__WORK REQUIRED__. In the entries that follow, copy exactly each line from the first through the line with "stay joined, including".

- Opening Delimiter -

//! Host commands sent to the simulation.
//!
//! Commands are queued and processed at the next tick boundary. Ids that no
//! longer resolve to an entity are host input going stale, not invariant
//! breaches — they are dropped with a warning.

use serde::{Deserialize, Serialize};

/// All possible host/player actions.
#[derive(Debug, Clone, Serialize, Deserialize)]
#[serde(tag = "type")]
pub enum PlayerCommand {
    /// A participant joins the match. Participants stay joined, including
    /// across restarts, until they leave.
    JoinMatch { player_id: u32 },
    /// A participant leaves the match.
    LeaveMatch { player_id: u32 },
    /// Apply weapon damage to an enemy. This is the external damage channel;
    /// the core does not model player weapons.
    DamageEnemy { enemy_id: u32, amount: i32 },
    /// Reload the match after End. The roster survives; everything else
    /// resets.
    RestartMatch,
}
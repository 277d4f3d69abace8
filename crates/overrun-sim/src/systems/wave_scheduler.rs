//! Wave scheduling system — paces a round's spawns into discrete waves.
//!
//! The scheduler is a poll-driven state machine advanced once per tick.
//! Every tick boundary is a suspension point: delays, the capacity wait,
//! and cancellation are all observed there and nowhere else. Cancellation
//! leaves partial progress intact — spawned enemies are never retracted.

use hecs::World;
use rand::Rng;
use rand_chacha::ChaCha8Rng;

use overrun_core::components::{Player, PlayerInfo};
use overrun_core::enums::{EnemyArchetype, SchedulerPhase};
use overrun_core::error::ConfigError;
use overrun_core::events::MatchEvent;
use overrun_core::round::{RoundConfig, SpawnerParams};
use overrun_core::types::Position;

use crate::registry::SpawnRegistry;
use crate::world_setup;

/// Paces one round's spawns. Created once per match; `start` rearms it for
/// each round.
#[derive(Debug)]
pub struct WaveScheduler {
    params: SpawnerParams,
    phase: SchedulerPhase,
    /// Seconds until the next suspension point expires.
    timer: f64,
    /// Spawns left in the current wave.
    wave_remaining: u32,
    /// Spawn point chosen for the current wave; every spawn of a wave
    /// emerges from the same point.
    wave_spawn_point: usize,
    /// Archetype resolved for the next spawn, held across a capacity wait.
    /// Resolution happens before the gate, so a blocked spawn keeps its
    /// pick instead of re-rolling.
    pending_spawn: Option<EnemyArchetype>,
}

impl WaveScheduler {
    pub fn new(params: SpawnerParams) -> Self {
        Self {
            params,
            phase: SchedulerPhase::Idle,
            timer: 0.0,
            wave_remaining: 0,
            wave_spawn_point: 0,
            pending_spawn: None,
        }
    }

    pub fn phase(&self) -> SchedulerPhase {
        self.phase
    }

    pub fn params(&self) -> &SpawnerParams {
        &self.params
    }

    /// Arm the scheduler for a freshly bound round.
    pub fn start(&mut self) {
        self.phase = SchedulerPhase::InitialDelay;
        self.timer = self.params.initial_delay_secs;
        self.wave_remaining = 0;
        self.pending_spawn = None;
    }

    /// Cancel spawning. Returns true if the scheduler was actually running;
    /// terminal and idle schedulers are left untouched.
    pub fn cancel(&mut self) -> bool {
        match self.phase {
            SchedulerPhase::Idle | SchedulerPhase::Completed | SchedulerPhase::Cancelled => false,
            _ => {
                self.phase = SchedulerPhase::Cancelled;
                true
            }
        }
    }

    /// Return to Idle. Used when the whole match resets.
    pub fn reset(&mut self) {
        self.phase = SchedulerPhase::Idle;
        self.timer = 0.0;
        self.wave_remaining = 0;
        self.pending_spawn = None;
    }

    fn at_capacity(&self, population: u32) -> bool {
        self.params.max_active != -1 && population as i64 >= i64::from(self.params.max_active)
    }
}

/// Advance the scheduler by one tick, spawning at most one enemy.
///
/// Spawn targets rotate round-robin over the joined participants via
/// `target_rotation`; `next_enemy_id` hands out stable enemy ids.
#[allow(clippy::too_many_arguments)]
pub fn run(
    world: &mut World,
    rng: &mut ChaCha8Rng,
    scheduler: &mut WaveScheduler,
    config: &RoundConfig,
    registry: &mut SpawnRegistry,
    spawn_points: &[Position],
    round: u32,
    next_enemy_id: &mut u32,
    target_rotation: &mut usize,
    now_secs: f64,
    dt: f64,
    events: &mut Vec<MatchEvent>,
) -> Result<(), ConfigError> {
    if matches!(
        scheduler.phase,
        SchedulerPhase::Idle | SchedulerPhase::Completed | SchedulerPhase::Cancelled
    ) {
        return Ok(());
    }

    scheduler.timer -= dt;

    loop {
        match scheduler.phase {
            SchedulerPhase::InitialDelay | SchedulerPhase::WaveDelay => {
                if scheduler.timer > 0.0 {
                    break;
                }
                if registry.quota_met() {
                    // Zero-quota round: nothing to spawn.
                    complete(scheduler, registry, round, events);
                    break;
                }
                let size = registry.quota().saturating_sub(registry.spawned());
                let size = size.min(scheduler.params.spawns_per_wave);
                scheduler.wave_remaining = size;
                scheduler.wave_spawn_point = rng.gen_range(0..spawn_points.len());
                scheduler.phase = SchedulerPhase::Spawning;
                scheduler.timer = 0.0;
                events.push(MatchEvent::WaveStarted { size });
                log::debug!("new wave spawning ({size} enemies)");
            }
            SchedulerPhase::Spawning => {
                if scheduler.timer > 0.0 {
                    break;
                }
                // The archetype is resolved before the capacity gate and
                // survives the wait; a blocked spawn keeps its pick.
                let archetype = match scheduler.pending_spawn {
                    Some(archetype) => archetype,
                    None => {
                        let archetype = config.resolve(registry.spawned(), rng)?;
                        scheduler.pending_spawn = Some(archetype);
                        archetype
                    }
                };

                // Capacity gate precedes every spawn. The re-poll interval
                // is deliberately the spawn interval.
                if scheduler.at_capacity(registry.population()) {
                    log::debug!("spawn blocked by enemy limit; waiting one spawn cycle");
                    scheduler.phase = SchedulerPhase::AwaitingCapacity;
                    scheduler.timer = scheduler.params.min_spawn_interval_secs;
                    break;
                }

                scheduler.pending_spawn = None;
                let target = next_target(world, target_rotation);
                let spawn_point = spawn_points[scheduler.wave_spawn_point];
                let enemy_id = *next_enemy_id;
                *next_enemy_id += 1;

                let entity = world_setup::spawn_enemy(
                    world, archetype, spawn_point, enemy_id, now_secs, target,
                );
                registry
                    .record_spawn(entity)
                    .expect("scheduler spawns within the round quota");

                events.push(MatchEvent::EnemySpawned { enemy_id, archetype });
                events.push(MatchEvent::EnemyCountChanged {
                    count: registry.population(),
                });
                scheduler.wave_remaining = scheduler.wave_remaining.saturating_sub(1);

                if registry.quota_met() {
                    complete(scheduler, registry, round, events);
                } else if scheduler.wave_remaining == 0 {
                    scheduler.phase = SchedulerPhase::WaveDelay;
                    scheduler.timer = scheduler.params.wave_delay_secs;
                    log::debug!("spawn wave completed");
                } else {
                    scheduler.timer = scheduler.params.min_spawn_interval_secs;
                }
                break;
            }
            SchedulerPhase::AwaitingCapacity => {
                if scheduler.timer > 0.0 {
                    break;
                }
                if scheduler.at_capacity(registry.population()) {
                    scheduler.timer = scheduler.params.min_spawn_interval_secs;
                    break;
                }
                // Room opened up — spawn without further delay.
                scheduler.phase = SchedulerPhase::Spawning;
                scheduler.timer = 0.0;
            }
            _ => break,
        }
    }

    Ok(())
}

fn complete(
    scheduler: &mut WaveScheduler,
    registry: &SpawnRegistry,
    round: u32,
    events: &mut Vec<MatchEvent>,
) {
    scheduler.phase = SchedulerPhase::Completed;
    events.push(MatchEvent::QuotaMet {
        round,
        quota: registry.quota(),
    });
    log::info!("round {round} quota met ({} spawned)", registry.spawned());
}

/// Rotate the spawn-target assignment across joined participants, lowest
/// player id first. Returns None when nobody has joined.
fn next_target(world: &World, target_rotation: &mut usize) -> Option<u32> {
    let mut player_ids: Vec<u32> = world
        .query::<(&Player, &PlayerInfo)>()
        .iter()
        .map(|(_, (_, info))| info.player_id)
        .collect();
    if player_ids.is_empty() {
        return None;
    }
    player_ids.sort_unstable();

    *target_rotation = (*target_rotation + 1) % player_ids.len();
    Some(player_ids[*target_rotation])
}
//! overrun-host: headless demo driver for the OVERRUN match simulation.
//!
//! Usage:
//!   overrun-host [--seed N] [--players N] [--duration SECS]
//!                [--rounds rounds.json] [--fire-damage N]
//!
//! Runs the match at 30Hz in a background thread with a simple scripted
//! marksman standing in for player weapons, and prints a score summary
//! when the match ends or the duration elapses.

use std::process;
use std::sync::{Arc, Mutex};
use std::time::{Duration, Instant};

use overrun_core::commands::PlayerCommand;
use overrun_core::enums::MatchState;
use overrun_core::events::MatchEvent;
use overrun_core::round::RoundConfig;
use overrun_core::state::MatchSnapshot;
use overrun_sim::engine::{MatchConfig, MatchEngine};

mod game_loop;

use game_loop::{spawn_game_loop, GameLoopCommand};

/// How often the scripted marksman fires.
const FIRE_INTERVAL: Duration = Duration::from_millis(250);

/// How often the driver polls the latest snapshot.
const POLL_INTERVAL: Duration = Duration::from_millis(50);

fn main() {
    env_logger::init();

    let args: Vec<String> = std::env::args().collect();
    if args.iter().any(|a| a == "--help" || a == "-h") {
        print_usage();
        return;
    }

    let seed = parse_u64(&args, "--seed", 42);
    let players = parse_u64(&args, "--players", 1).min(4) as u32;
    let duration_secs = parse_f64(&args, "--duration", 120.0);
    let fire_damage = parse_u64(&args, "--fire-damage", 34) as i32;

    let mut config = MatchConfig {
        seed,
        ..Default::default()
    };
    if let Some(rounds) = load_rounds(&args) {
        config.rounds = rounds;
    }

    let engine = match MatchEngine::new(config) {
        Ok(engine) => engine,
        Err(err) => {
            eprintln!("Error: invalid match config: {err}");
            process::exit(1);
        }
    };

    let latest = Arc::new(Mutex::new(None));
    let (tx, handle) = spawn_game_loop(engine, Arc::clone(&latest));

    for player_id in 0..players {
        tx.send(GameLoopCommand::Player(PlayerCommand::JoinMatch {
            player_id,
        }))
        .expect("game loop exited early");
    }

    eprintln!("overrun-host: {players} player(s), seed {seed}, up to {duration_secs}s");
    let summary = drive_match(&tx, &latest, duration_secs, fire_damage);

    let _ = tx.send(GameLoopCommand::Shutdown);
    handle.join().expect("game loop thread panicked");

    match summary {
        Some(snapshot) => print_summary(&snapshot),
        None => eprintln!("no snapshot was ever published"),
    }
}

/// Poll snapshots, fire at enemies on a fixed cadence, and stop when the
/// match requests a restart or the duration elapses.
fn drive_match(
    tx: &std::sync::mpsc::Sender<GameLoopCommand>,
    latest: &Mutex<Option<MatchSnapshot>>,
    duration_secs: f64,
    fire_damage: i32,
) -> Option<MatchSnapshot> {
    let deadline = Instant::now() + Duration::from_secs_f64(duration_secs);
    let mut next_shot = Instant::now();
    let mut last_seen: Option<MatchSnapshot> = None;

    while Instant::now() < deadline {
        std::thread::sleep(POLL_INTERVAL);

        let snapshot = match latest.lock() {
            Ok(lock) => lock.clone(),
            Err(_) => break,
        };
        let Some(snapshot) = snapshot else { continue };

        for event in &snapshot.events {
            report_event(event);
        }

        // The scripted marksman: shoot the closest-to-spawn live enemy.
        if Instant::now() >= next_shot {
            if let Some(enemy) = snapshot
                .enemies
                .iter()
                .find(|e| e.health > 0)
            {
                let _ = tx.send(GameLoopCommand::Player(PlayerCommand::DamageEnemy {
                    enemy_id: enemy.enemy_id,
                    amount: fire_damage,
                }));
            }
            next_shot = Instant::now() + FIRE_INTERVAL;
        }

        let ended = snapshot.state == MatchState::End
            && snapshot
                .events
                .iter()
                .any(|e| matches!(e, MatchEvent::RestartRequested));
        last_seen = Some(snapshot);
        if ended {
            break;
        }
    }

    last_seen
}

fn report_event(event: &MatchEvent) {
    match event {
        MatchEvent::StateChanged { state, round } => {
            eprintln!("state -> {state:?} (round {round:?})");
        }
        MatchEvent::RoundStarted { round, quota } => {
            eprintln!("round {} started, quota {quota}", round + 1);
        }
        MatchEvent::QuotaMet { round, quota } => {
            eprintln!("round {} quota met ({quota} spawned)", round + 1);
        }
        MatchEvent::PlayerDied { player_id } => {
            eprintln!("player {player_id} down");
        }
        MatchEvent::HighScoreUpdated { score } => {
            eprintln!("new high score: {score}");
        }
        _ => {}
    }
}

fn print_summary(snapshot: &MatchSnapshot) {
    println!(
        "match summary: state {:?}, round {:?}, score {} (high {}), {} kills, {:.1}s simulated",
        snapshot.state,
        snapshot.round,
        snapshot.score.score,
        snapshot.score.high_score,
        snapshot.score.enemies_killed,
        snapshot.time.elapsed_secs,
    );
}

fn print_usage() {
    eprintln!(
        "overrun-host: headless OVERRUN match driver\n\
         \n\
         Options:\n\
         \n\
           --seed <N>          RNG seed (default: 42)\n\
           --players <N>       participants to join, 1-4 (default: 1)\n\
           --duration <SECS>   wall-clock run limit (default: 120)\n\
           --rounds <FILE>     JSON round list overriding the built-ins\n\
           --fire-damage <N>   marksman damage per shot (default: 34)\n\
         \n\
         Examples:\n\
         \n\
           overrun-host --players 2 --duration 60\n\
           RUST_LOG=debug overrun-host --rounds rounds.json\n"
    );
}

fn parse_u64(args: &[String], flag: &str, default: u64) -> u64 {
    for i in 0..args.len() {
        if args[i] == flag && i + 1 < args.len() {
            if let Ok(n) = args[i + 1].parse::<u64>() {
                return n;
            }
            eprintln!("Error: {flag} expects a number");
            process::exit(1);
        }
    }
    default
}

fn parse_f64(args: &[String], flag: &str, default: f64) -> f64 {
    for i in 0..args.len() {
        if args[i] == flag && i + 1 < args.len() {
            if let Ok(n) = args[i + 1].parse::<f64>() {
                return n;
            }
            eprintln!("Error: {flag} expects a number");
            process::exit(1);
        }
    }
    default
}

/// Load a round list from `--rounds <FILE>`, if given.
fn load_rounds(args: &[String]) -> Option<Vec<RoundConfig>> {
    for i in 0..args.len() {
        if args[i] == "--rounds" && i + 1 < args.len() {
            let path = &args[i + 1];
            let data = match std::fs::read_to_string(path) {
                Ok(data) => data,
                Err(err) => {
                    eprintln!("Error reading {path}: {err}");
                    process::exit(1);
                }
            };
            match serde_json::from_str::<Vec<RoundConfig>>(&data) {
                Ok(rounds) => return Some(rounds),
                Err(err) => {
                    eprintln!("Error parsing {path}: {err}");
                    process::exit(1);
                }
            }
        }
    }
    None
}
//! Enemy behavior finite state machine.
//!
//! Pure functions that compute phase transitions and velocity adjustments
//! for enemy entities based on their archetype, current phase, and target.
//! No ECS dependency — operates on plain data.

use overrun_core::enums::EnemyPhase;
use overrun_core::types::{Position, Velocity};

use crate::profiles::EnemyBehaviorProfile;

/// Input to the enemy FSM for a single entity.
pub struct EnemyContext {
    pub phase: EnemyPhase,
    pub position: Position,
    /// Position of the hunted participant; None when nobody is left alive.
    pub target: Option<Position>,
}

/// Output from the enemy FSM.
pub struct EnemyUpdate {
    pub new_phase: EnemyPhase,
    pub new_velocity: Velocity,
    pub phase_changed: bool,
}

/// Evaluate the FSM for one enemy. Returns the updated phase and velocity.
/// Strike timing is owned by the simulation; the FSM only decides whether
/// the enemy is in striking position.
pub fn evaluate(ctx: &EnemyContext, profile: &EnemyBehaviorProfile) -> EnemyUpdate {
    let hold = EnemyUpdate {
        new_phase: ctx.phase,
        new_velocity: Velocity::default(),
        phase_changed: false,
    };

    // Dead is absorbing — the corpse sinks where it fell.
    if ctx.phase == EnemyPhase::Dead {
        return hold;
    }

    // Nobody left to hunt: stand down in place.
    let Some(target) = ctx.target else {
        return EnemyUpdate {
            new_phase: EnemyPhase::Seeking,
            new_velocity: Velocity::default(),
            phase_changed: ctx.phase != EnemyPhase::Seeking,
        };
    };

    let range = ctx.position.range_to(&target);

    match ctx.phase {
        EnemyPhase::Seeking => {
            if range <= profile.attack_range {
                EnemyUpdate {
                    new_phase: EnemyPhase::Attacking,
                    new_velocity: Velocity::default(),
                    phase_changed: true,
                }
            } else {
                EnemyUpdate {
                    new_phase: EnemyPhase::Seeking,
                    new_velocity: Velocity::toward(&ctx.position, &target, profile.speed),
                    phase_changed: false,
                }
            }
        }
        EnemyPhase::Attacking => {
            if range > profile.attack_range {
                // Target moved (or retargeted) out of reach — resume pursuit.
                EnemyUpdate {
                    new_phase: EnemyPhase::Seeking,
                    new_velocity: Velocity::toward(&ctx.position, &target, profile.speed),
                    phase_changed: true,
                }
            } else {
                hold
            }
        }
        EnemyPhase::Dead => hold,
    }
}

- Closing Delimiter -

__YOUR SOLUTION__.
//! Host commands sent to the simulation.
//!
//! Commands are queued and processed at the next tick boundary. Ids that no
//! longer resolve to an entity are host input going stale, not invariant
//! breaches — they are dropped with a warning.

use serde::{Deserialize, Serialize};

/// All possible host/player actions.
#[derive(Debug, Clone, Serialize, Deserialize)]
#[serde(tag = "type")]
pub enum PlayerCommand {
    /// A participant joins the match. Participants stay joined, including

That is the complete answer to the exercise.